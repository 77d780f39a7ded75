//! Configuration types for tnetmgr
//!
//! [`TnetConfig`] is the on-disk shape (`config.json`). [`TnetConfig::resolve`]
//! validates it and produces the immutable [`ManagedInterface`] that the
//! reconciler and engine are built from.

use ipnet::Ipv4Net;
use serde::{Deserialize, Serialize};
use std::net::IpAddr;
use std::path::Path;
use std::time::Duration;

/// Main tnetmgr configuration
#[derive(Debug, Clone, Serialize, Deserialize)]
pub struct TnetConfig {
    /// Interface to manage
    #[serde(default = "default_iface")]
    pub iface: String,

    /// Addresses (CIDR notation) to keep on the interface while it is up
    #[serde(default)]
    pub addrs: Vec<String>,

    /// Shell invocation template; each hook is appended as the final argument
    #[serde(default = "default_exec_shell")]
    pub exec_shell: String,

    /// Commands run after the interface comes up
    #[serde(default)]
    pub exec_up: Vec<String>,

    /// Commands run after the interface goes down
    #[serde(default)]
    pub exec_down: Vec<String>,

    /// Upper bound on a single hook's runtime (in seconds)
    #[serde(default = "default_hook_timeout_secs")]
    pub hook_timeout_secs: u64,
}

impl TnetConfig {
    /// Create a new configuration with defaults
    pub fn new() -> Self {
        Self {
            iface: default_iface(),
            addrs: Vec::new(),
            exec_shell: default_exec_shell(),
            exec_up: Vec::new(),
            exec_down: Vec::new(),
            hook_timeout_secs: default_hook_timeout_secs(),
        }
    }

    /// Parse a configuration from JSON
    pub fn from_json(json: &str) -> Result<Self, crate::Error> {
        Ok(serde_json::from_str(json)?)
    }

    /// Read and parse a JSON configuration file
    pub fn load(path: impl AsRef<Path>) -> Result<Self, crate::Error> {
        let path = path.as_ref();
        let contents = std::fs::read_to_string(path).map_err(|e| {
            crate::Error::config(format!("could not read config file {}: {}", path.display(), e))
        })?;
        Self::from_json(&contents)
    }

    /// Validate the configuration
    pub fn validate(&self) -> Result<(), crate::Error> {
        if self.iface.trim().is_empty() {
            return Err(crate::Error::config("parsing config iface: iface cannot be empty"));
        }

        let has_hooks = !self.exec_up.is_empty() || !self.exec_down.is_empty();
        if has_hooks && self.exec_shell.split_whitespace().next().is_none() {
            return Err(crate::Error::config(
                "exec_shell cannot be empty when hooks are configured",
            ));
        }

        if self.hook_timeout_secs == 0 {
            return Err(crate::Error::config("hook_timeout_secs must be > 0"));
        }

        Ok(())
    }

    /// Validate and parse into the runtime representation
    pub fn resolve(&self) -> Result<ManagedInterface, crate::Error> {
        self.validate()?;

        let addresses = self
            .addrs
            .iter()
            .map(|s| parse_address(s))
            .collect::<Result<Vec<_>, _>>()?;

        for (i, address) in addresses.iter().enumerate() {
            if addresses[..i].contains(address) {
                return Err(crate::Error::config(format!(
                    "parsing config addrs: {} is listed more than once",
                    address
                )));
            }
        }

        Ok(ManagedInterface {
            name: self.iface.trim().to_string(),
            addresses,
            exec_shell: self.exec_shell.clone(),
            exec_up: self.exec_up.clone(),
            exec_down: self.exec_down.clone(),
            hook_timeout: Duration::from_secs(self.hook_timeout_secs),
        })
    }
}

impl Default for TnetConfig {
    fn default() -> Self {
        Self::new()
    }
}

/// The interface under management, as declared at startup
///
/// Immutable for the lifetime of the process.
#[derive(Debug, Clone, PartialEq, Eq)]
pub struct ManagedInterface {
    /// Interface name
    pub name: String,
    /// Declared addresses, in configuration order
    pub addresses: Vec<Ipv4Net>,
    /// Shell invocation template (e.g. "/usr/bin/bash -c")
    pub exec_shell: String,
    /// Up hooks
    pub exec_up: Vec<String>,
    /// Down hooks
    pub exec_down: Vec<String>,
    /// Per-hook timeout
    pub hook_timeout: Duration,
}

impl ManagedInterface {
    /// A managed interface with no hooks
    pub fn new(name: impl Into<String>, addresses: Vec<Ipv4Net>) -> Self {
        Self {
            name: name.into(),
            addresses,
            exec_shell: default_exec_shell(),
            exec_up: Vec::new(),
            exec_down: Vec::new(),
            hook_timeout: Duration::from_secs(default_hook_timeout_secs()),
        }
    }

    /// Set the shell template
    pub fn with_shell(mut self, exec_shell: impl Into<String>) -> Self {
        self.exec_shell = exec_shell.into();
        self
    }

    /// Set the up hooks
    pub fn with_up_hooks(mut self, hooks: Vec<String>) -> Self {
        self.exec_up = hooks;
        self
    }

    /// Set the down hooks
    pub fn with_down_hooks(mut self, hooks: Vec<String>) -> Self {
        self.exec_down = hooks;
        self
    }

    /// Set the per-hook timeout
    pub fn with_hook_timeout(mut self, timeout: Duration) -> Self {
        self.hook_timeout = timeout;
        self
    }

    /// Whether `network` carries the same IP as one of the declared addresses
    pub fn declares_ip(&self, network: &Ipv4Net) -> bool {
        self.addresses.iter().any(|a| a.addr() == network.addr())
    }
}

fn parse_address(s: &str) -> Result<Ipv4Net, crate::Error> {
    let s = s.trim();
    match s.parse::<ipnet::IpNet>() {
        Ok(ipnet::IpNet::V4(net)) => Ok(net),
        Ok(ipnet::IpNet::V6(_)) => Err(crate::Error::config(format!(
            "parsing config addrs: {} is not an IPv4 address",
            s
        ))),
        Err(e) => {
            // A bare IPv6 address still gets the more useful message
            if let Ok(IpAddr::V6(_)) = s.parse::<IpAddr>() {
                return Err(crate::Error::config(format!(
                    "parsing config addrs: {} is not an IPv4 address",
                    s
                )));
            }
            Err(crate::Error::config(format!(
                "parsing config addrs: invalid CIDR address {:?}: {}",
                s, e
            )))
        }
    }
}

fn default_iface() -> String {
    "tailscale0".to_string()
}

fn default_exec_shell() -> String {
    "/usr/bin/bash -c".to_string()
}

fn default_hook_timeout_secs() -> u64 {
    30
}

::::

Print out the whole of the material above exactly.

→ **EXERCISE SOLUTION**
repository 77d780f39a7ded75
//! Configuration types for tnetmgr
//!
//! [`TnetConfig`] is the on-disk shape (`config.json`). [`TnetConfig::resolve`]
//! validates it and produces the immutable [`ManagedInterface`] that the
//! reconciler and engine are built from.

use ipnet::Ipv4Net;
use serde::{Deserialize, Serialize};
use std::net::IpAddr;
use std::path::Path;
use std::time::Duration;

/// Main tnetmgr configuration
#[derive(Debug, Clone, Serialize, Deserialize)]
pub struct TnetConfig {
    /// Interface to manage
    #[serde(default = "default_iface")]
    pub iface: String,

    /// Addresses (CIDR notation) to keep on the interface while it is up
    #[serde(default)]
    pub addrs: Vec<String>,

    /// Shell invocation template; each hook is appended as the final argument
    #[serde(default = "default_exec_shell")]
    pub exec_shell: String,

    /// Commands run after the interface comes up
    #[serde(default)]
    pub exec_up: Vec<String>,

    /// Commands run after the interface goes down
    #[serde(default)]
    pub exec_down: Vec<String>,

    /// Upper bound on a single hook's runtime (in seconds)
    #[serde(default = "default_hook_timeout_secs")]
    pub hook_timeout_secs: u64,
}

impl TnetConfig {
    /// Create a new configuration with defaults
    pub fn new() -> Self {
        Self {
            iface: default_iface(),
            addrs: Vec::new(),
            exec_shell: default_exec_shell(),
            exec_up: Vec::new(),
            exec_down: Vec::new(),
            hook_timeout_secs: default_hook_timeout_secs(),
        }
    }

    /// Parse a configuration from JSON
    pub fn from_json(json: &str) -> Result<Self, crate::Error> {
        Ok(serde_json::from_str(json)?)
    }

    /// Read and parse a JSON configuration file
    pub fn load(path: impl AsRef<Path>) -> Result<Self, crate::Error> {
        let path = path.as_ref();
        let contents = std::fs::read_to_string(path).map_err(|e| {
            crate::Error::config(format!("could not read config file {}: {}", path.display(), e))
        })?;
        Self::from_json(&contents)
    }

    /// Validate the configuration
    pub fn validate(&self) -> Result<(), crate::Error> {
        if self.iface.trim().is_empty() {
            return Err(crate::Error::config("parsing config iface: iface cannot be empty"));
        }

        let has_hooks = !self.exec_up.is_empty() || !self.exec_down.is_empty();
        if has_hooks && self.exec_shell.split_whitespace().next().is_none() {
            return Err(crate::Error::config(
                "exec_shell cannot be empty when hooks are configured",
            ));
        }

        if self.hook_timeout_secs == 0 {
            return Err(crate::Error::config("hook_timeout_secs must be > 0"));
        }

        Ok(())
    }

    /// Validate and parse into the runtime representation
    pub fn resolve(&self) -> Result<ManagedInterface, crate::Error> {
        self.validate()?;

        let addresses = self
            .addrs
            .iter()
            .map(|s| parse_address(s))
            .collect::<Result<Vec<_>, _>>()?;

        for (i, address) in addresses.iter().enumerate() {
            if addresses[..i].contains(address) {
                return Err(crate::Error::config(format!(
                    "parsing config addrs: {} is listed more than once",
                    address
                )));
            }
        }

        Ok(ManagedInterface {
            name: self.iface.trim().to_string(),
            addresses,
            exec_shell: self.exec_shell.clone(),
            exec_up: self.exec_up.clone(),
            exec_down: self.exec_down.clone(),
            hook_timeout: Duration::from_secs(self.hook_timeout_secs),
        })
    }
}

impl Default for TnetConfig {
    fn default() -> Self {
        Self::new()
    }
}

/// The interface under management, as declared at startup
///
/// Immutable for the lifetime of the process.
#[derive(Debug, Clone, PartialEq, Eq)]
pub struct ManagedInterface {
    /// Interface name
    pub name: String,
    /// Declared addresses, in configuration order
    pub addresses: Vec<Ipv4Net>,
    /// Shell invocation template (e.g. "/usr/bin/bash -c")
    pub exec_shell: String,
    /// Up hooks
    pub exec_up: Vec<String>,
    /// Down hooks
    pub exec_down: Vec<String>,
    /// Per-hook timeout
    pub hook_timeout: Duration,
}

impl ManagedInterface {
    /// A managed interface with no hooks
    pub fn new(name: impl Into<String>, addresses: Vec<Ipv4Net>) -> Self {
        Self {
            name: name.into(),
            addresses,
            exec_shell: default_exec_shell(),
            exec_up: Vec::new(),
            exec_down: Vec::new(),
            hook_timeout: Duration::from_secs(default_hook_timeout_secs()),
        }
    }

    /// Set the shell template
    pub fn with_shell(mut self, exec_shell: impl Into<String>) -> Self {
        self.exec_shell = exec_shell.into();
        self
    }

    /// Set the up hooks
    pub fn with_up_hooks(mut self, hooks: Vec<String>) -> Self {
        self.exec_up = hooks;
        self
    }

    /// Set the down hooks
    pub fn with_down_hooks(mut self, hooks: Vec<String>) -> Self {
        self.exec_down = hooks;
        self
    }

    /// Set the per-hook timeout
    pub fn with_hook_timeout(mut self, timeout: Duration) -> Self {
        self.hook_timeout = timeout;
        self
    }

    /// Whether `network` carries the same IP as one of the declared addresses
    pub fn declares_ip(&self, network: &Ipv4Net) -> bool {
        self.addresses.iter().any(|a| a.addr() == network.addr())
    }
}

fn parse_address(s: &str) -> Result<Ipv4Net, crate::Error> {
    let s = s.trim();
    match s.parse::<ipnet::IpNet>() {
        Ok(ipnet::IpNet::V4(net)) => Ok(net),
        Ok(ipnet::IpNet::V6(_)) => Err(crate::Error::config(format!(
            "parsing config addrs: {} is not an IPv4 address",
            s
        ))),
        Err(e) => {
            // A bare IPv6 address still gets the more useful message
            if let Ok(IpAddr::V6(_)) = s.parse::<IpAddr>() {
                return Err(crate::Error::config(format!(
                    "parsing config addrs: {} is not an IPv4 address",
                    s
                )));
            }
            Err(crate::Error::config(format!(
                "parsing config addrs: invalid CIDR address {:?}: {}",
                s, e
            )))
        }
    }
}

fn default_iface() -> String {
    "tailscale0".to_string()
}

fn default_exec_shell() -> String {
    "/usr/bin/bash -c".to_string()
}

fn default_hook_timeout_secs() -> u64 {
    30
}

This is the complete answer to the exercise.